Discounting any belief that is not solidly proved by empirical evidence is the premise of scientism. Professor, scholar and author, Dr. J.P. Moreland, explores this concept and its implications to religious faith in his latest book. He says to Dr. Jeremiah Johnston, “Scientism has crept into public schools. There’s this claim that religious claims aren’t true.”
To counter this, Christians must provide more than dogmatic instruction, he says. “We must teach our kids why to believe instead of just what to believe,” he says. “When it comes to Christianity or any other belief they may have, if they don’t know why they believe it, then they won’t be able to maintain confidence in the face of opposition.”
It is also a mistake to conclude that the Bible must be taken on faith alone; archeological finds overwhelmingly support the narrative of the Bible, and its teaching embodies natural and supernatural wisdom. “Jesus was the smartest man who ever lived,” Moreland says. “He spoke with knowledge and authority. Jesus’ words can be trusted because He knew what He was talking about.”

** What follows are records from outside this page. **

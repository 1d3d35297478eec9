//! Execution context handed down the tree
//!
//! A [`Context`] is an immutable JSON record plus an optional deadline. Every
//! "mutation" returns a new context; passing one down the tree clones a
//! pointer.

use crate::fault::ContextTypeError;
use serde::de::DeserializeOwned;
use serde_json::{Map, Value};
use std::rc::Rc;
use std::time::Duration;

#[derive(Debug, Clone, Default, PartialEq)]
pub struct Context {
    values: Rc<Map<String, Value>>,
    timeout: Option<Duration>,
}

impl Context {
    pub fn new() -> Self {
        Self::default()
    }

    pub fn get(&self, key: &str) -> Option<&Value> {
        self.values.get(key)
    }

    /// Deserialize the value stored under `key`.
    ///
    /// Returns `None` when the key is absent or has an incompatible shape.
    pub fn value<T: DeserializeOwned>(&self, key: &str) -> Option<T> {
        self.get(key)
            .and_then(|v| serde_json::from_value(v.clone()).ok())
    }

    pub fn contains(&self, key: &str) -> bool {
        self.values.contains_key(key)
    }

    pub fn values(&self) -> &Map<String, Value> {
        &self.values
    }

    pub fn is_empty(&self) -> bool {
        self.values.is_empty()
    }

    /// A copy of this context with `key` set to `value`.
    pub fn with(&self, key: impl Into<String>, value: impl Into<Value>) -> Self {
        let mut values = (*self.values).clone();
        values.insert(key.into(), value.into());
        Self {
            values: Rc::new(values),
            timeout: self.timeout,
        }
    }

    /// A copy of this context with every entry of `extra` merged on top.
    pub fn merged(&self, extra: &Map<String, Value>) -> Self {
        let mut values = (*self.values).clone();
        for (key, value) in extra {
            values.insert(key.clone(), value.clone());
        }
        Self {
            values: Rc::new(values),
            timeout: self.timeout,
        }
    }

    /// A copy of this context carrying a deadline for the cases below it.
    pub fn with_timeout(&self, limit: Duration) -> Self {
        Self {
            values: Rc::clone(&self.values),
            timeout: Some(limit),
        }
    }

    pub fn timeout(&self) -> Option<Duration> {
        self.timeout
    }
}

impl From<Map<String, Value>> for Context {
    fn from(values: Map<String, Value>) -> Self {
        Self {
            values: Rc::new(values),
            timeout: None,
        }
    }
}

/// What a modifier hands to its continuation.
#[derive(Debug, Clone, Default)]
pub enum Refinement {
    /// Reuse the incoming context
    #[default]
    Inherit,
    /// Replace the record; must be a JSON object
    Record(Value),
    /// A fully formed context
    Context(Context),
}

impl Refinement {
    /// Resolve against the context the modifier received.
    ///
    /// A record replaces the incoming values but keeps its deadline.
    pub fn apply(self, incoming: &Context) -> Result<Context, ContextTypeError> {
        match self {
            Refinement::Inherit => Ok(incoming.clone()),
            Refinement::Context(ctx) => Ok(ctx),
            Refinement::Record(Value::Object(values)) => Ok(Context {
                values: Rc::new(values),
                timeout: incoming.timeout,
            }),
            Refinement::Record(other) => Err(ContextTypeError {
                found: type_name(&other),
            }),
        }
    }
}

fn type_name(value: &Value) -> &'static str {
    match value {
        Value::Null => "null",
        Value::Bool(_) => "boolean",
        Value::Number(_) => "number",
        Value::String(_) => "string",
        Value::Array(_) => "array",
        Value::Object(_) => "object",
    }
}

impl From<()> for Refinement {
    fn from(_: ()) -> Self {
        Refinement::Inherit
    }
}

impl From<Value> for Refinement {
    fn from(value: Value) -> Self {
        Refinement::Record(value)
    }
}

impl From<Map<String, Value>> for Refinement {
    fn from(values: Map<String, Value>) -> Self {
        Refinement::Record(Value::Object(values))
    }
}

impl From<Context> for Refinement {
    fn from(ctx: Context) -> Self {
        Refinement::Context(ctx)
    }
}

impl From<Option<Value>> for Refinement {
    fn from(value: Option<Value>) -> Self {
        value.map_or(Refinement::Inherit, Refinement::Record)
    }
}
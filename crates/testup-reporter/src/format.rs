//! Text helpers shared by the reporters

/// Wrap `text` to `width` characters.
///
/// Existing line breaks are kept. Long lines break after their last
/// whitespace that fits, or hard at `width` when there is none. Every line
/// after the first is prefixed with `indent`, which counts towards the width.
pub fn word_wrap(text: &str, width: usize, indent: &str) -> String {
    let indent_width = indent.chars().count();
    let mut lines: Vec<String> = Vec::new();
    let mut rest = text;

    while !rest.is_empty() {
        let limit = if lines.is_empty() {
            width
        } else {
            width.saturating_sub(indent_width)
        }
        .max(1);

        let (line, consumed) = next_line(rest, limit);
        if lines.is_empty() {
            lines.push(line.to_string());
        } else {
            lines.push(format!("{indent}{line}"));
        }
        rest = &rest[consumed..];
    }

    lines.join("\n")
}

/// Returns the line to print and how many bytes of `text` it consumed.
fn next_line(text: &str, limit: usize) -> (&str, usize) {
    let end = text
        .char_indices()
        .nth(limit)
        .map_or(text.len(), |(i, _)| i);
    let head = &text[..end];

    if let Some(pos) = head.find('\n') {
        return (head[..pos].trim_end_matches('\r'), pos + 1);
    }

    if end < text.len() {
        if let Some(pos) = head.rfind(char::is_whitespace).filter(|&pos| pos > 0) {
            let space = head[pos..].chars().next().map_or(1, char::len_utf8);
            return (head[..pos].trim_end(), pos + space);
        }
    }

    (head, end)
}

/// Render `entries` as an aligned YAML-like block.
///
/// Values made only of word characters and spaces are written bare, others
/// are double-quoted, and multi-line values are folded under `>`.
pub fn yaml_like(entries: &[(&str, String)], indent: &str) -> String {
    let key_width = entries
        .iter()
        .map(|(key, _)| key.chars().count())
        .max()
        .unwrap_or(0);

    entries
        .iter()
        .map(|(key, value)| {
            let align = " ".repeat(key_width - key.chars().count());
            format!("{indent}{key}: {align}{}", safe_value(value, indent))
        })
        .collect::<Vec<_>>()
        .join("\n")
}

fn safe_value(value: &str, indent: &str) -> String {
    if value.contains('\n') || value.contains('\r') {
        let folded: Vec<String> = value
            .lines()
            .map(|line| format!("{indent}  {line}"))
            .collect();
        format!(">\n{}", folded.join("\n"))
    } else if needs_quotes(value) {
        quote(value)
    } else {
        value.to_string()
    }
}

fn needs_quotes(value: &str) -> bool {
    value.is_empty()
        || !value
            .chars()
            .all(|c| c.is_alphanumeric() || c == '_' || c.is_whitespace())
}

fn quote(value: &str) -> String {
    format!("\"{}\"", value.replace('\\', "\\\\").replace('"', "\\\""))
}

#[cfg(test)]
mod tests {
    use super::*;
    use pretty_assertions::assert_eq;
    use rstest::rstest;

    #[test]
    fn test_short_text_is_untouched() {
        assert_eq!(word_wrap("ok 1 - adds", 80, "  "), "ok 1 - adds");
    }

    #[test]
    fn test_breaks_at_last_space() {
        assert_eq!(
            word_wrap("alpha beta gamma delta", 12, "  "),
            "alpha beta\n  gamma\n  delta"
        );
    }

    #[test]
    fn test_hard_break_without_space() {
        assert_eq!(word_wrap("abcdefghij", 4, ""), "abcd\nefgh\nij");
    }

    #[test]
    fn test_keeps_existing_newlines() {
        assert_eq!(word_wrap("one\r\ntwo\nthree", 80, "> "), "one\n> two\n> three");
    }

    #[test]
    fn test_counts_characters_not_bytes() {
        assert_eq!(word_wrap("ääää ää", 5, ""), "ääää\nää");
    }

    #[test]
    fn test_yaml_aligns_keys() {
        let block = yaml_like(
            &[
                ("message", "boom".to_string()),
                ("kind", "error".to_string()),
            ],
            "  ",
        );
        assert_eq!(block, "  message: boom\n  kind:    error");
    }

    #[rstest]
    #[case("plain words", "plain words")]
    #[case("it's broken", "\"it's broken\"")]
    #[case("a \"quoted\" path\\x", "\"a \\\"quoted\\\" path\\\\x\"")]
    #[case("", "\"\"")]
    fn test_yaml_escapes_values(#[case] value: &str, #[case] expected: &str) {
        assert_eq!(safe_value(value, ""), expected);
    }

    #[test]
    fn test_yaml_folds_multiline_values() {
        let block = yaml_like(&[("message", "first\nsecond".to_string())], "  ");
        assert_eq!(block, "  message: >\n    first\n    second");
    }
}
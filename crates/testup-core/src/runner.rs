//! Run entry point

use crate::builder::Builder;
use crate::context::Context;
use crate::executor::Executor;
use crate::fault::Fault;
use crate::reporter::Reporter;
use crate::unit::Tree;
use std::rc::Rc;

/// Builds a tree from a script and executes it against a reporter.
///
/// ```ignore
/// let tree = Runner::new()
///     .with_label("math")
///     .with_report_errors(true)
///     .run(|t| { /* declare */ Ok(()) }, Rc::new(NullReporter))
///     .await?;
/// assert!(tree.root().is_ok());
/// ```
#[derive(Debug, Clone, Default)]
pub struct Runner {
    context: Context,
    report_errors: bool,
    label: String,
}

impl Runner {
    pub fn new() -> Self {
        Self::default()
    }

    /// Root context handed to the root suite's modifiers.
    pub fn with_context(mut self, context: Context) -> Self {
        self.context = context;
        self
    }

    /// Report suite-level runtime faults through [`Reporter::report_error`]
    /// instead of returning them.
    pub fn with_report_errors(mut self, report_errors: bool) -> Self {
        self.report_errors = report_errors;
        self
    }

    /// Label of the root suite.
    pub fn with_label(mut self, label: impl Into<String>) -> Self {
        self.label = label.into();
        self
    }

    /// Build and execute `script`.
    ///
    /// Resolves to the tree for a completed run, a broken script, a broken
    /// case, or a reported runtime fault. Unreported runtime faults and
    /// internal consistency faults are returned as `Err`.
    pub async fn run<S>(self, script: S, reporter: Rc<dyn Reporter>) -> Result<Tree, Fault>
    where
        S: FnOnce(&mut Builder<'_>) -> anyhow::Result<()>,
    {
        let tree = match Tree::build(self.label.clone(), script) {
            Ok(tree) => tree,
            Err(error) => {
                tracing::warn!(error = %format!("{error:#}"), "script failed while declaring tests");
                reporter.report_broken_script(&error);
                return Ok(Tree::new(self.label));
            }
        };
        tracing::debug!(
            label = %self.label,
            cases = tree.root().total(),
            "tree built"
        );

        let executor = Executor::new(tree, Rc::clone(&reporter));
        executor.execute(self.context).await;
        let (tree, fault) = executor.finish();

        match fault {
            None => Ok(tree),
            Some(Fault::Unit { unit, error }) => {
                reporter.report_broken_unit(tree.unit(unit.into()), &error);
                Ok(tree)
            }
            Some(Fault::Runtime { error, .. }) if self.report_errors => {
                reporter.report_error(&error);
                Ok(tree)
            }
            Some(fault) => Err(fault),
        }
    }
}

Moreland confides that his toughest unanswered question surrounds suffering, especially among children. Yet, he has also seen God move miraculously. He also shares that he has personally experienced anxiety and depression.
Les asks through AskJJJ.com, “If the Jews had accepted Jesus as they did on Palm Sunday, and believed He was the messiah, would the death on the cross for all mankind’s sins have been required?”
Johnston confirms that Jesus’ death on the cross, and subsequent resurrection, was indeed necessary.
Dan writes through the website, “I consider myself an atheist. Do you accept call-ins like that, or are you more inclined to talk with someone who is like-minded?”
True to the nature of the show, Johnston confirms that his calls and questions are welcome. “This program is to have discussions with everybody,” he says.
J.P. Moreland is a distinguished professor of philosophy at Biola University. His scholarship is respected in Christian and secular arenas. He has authored or coauthored numerous books including the recent, “Scientism and Secularism: Learning to Respond to a Dangerous Ideology.”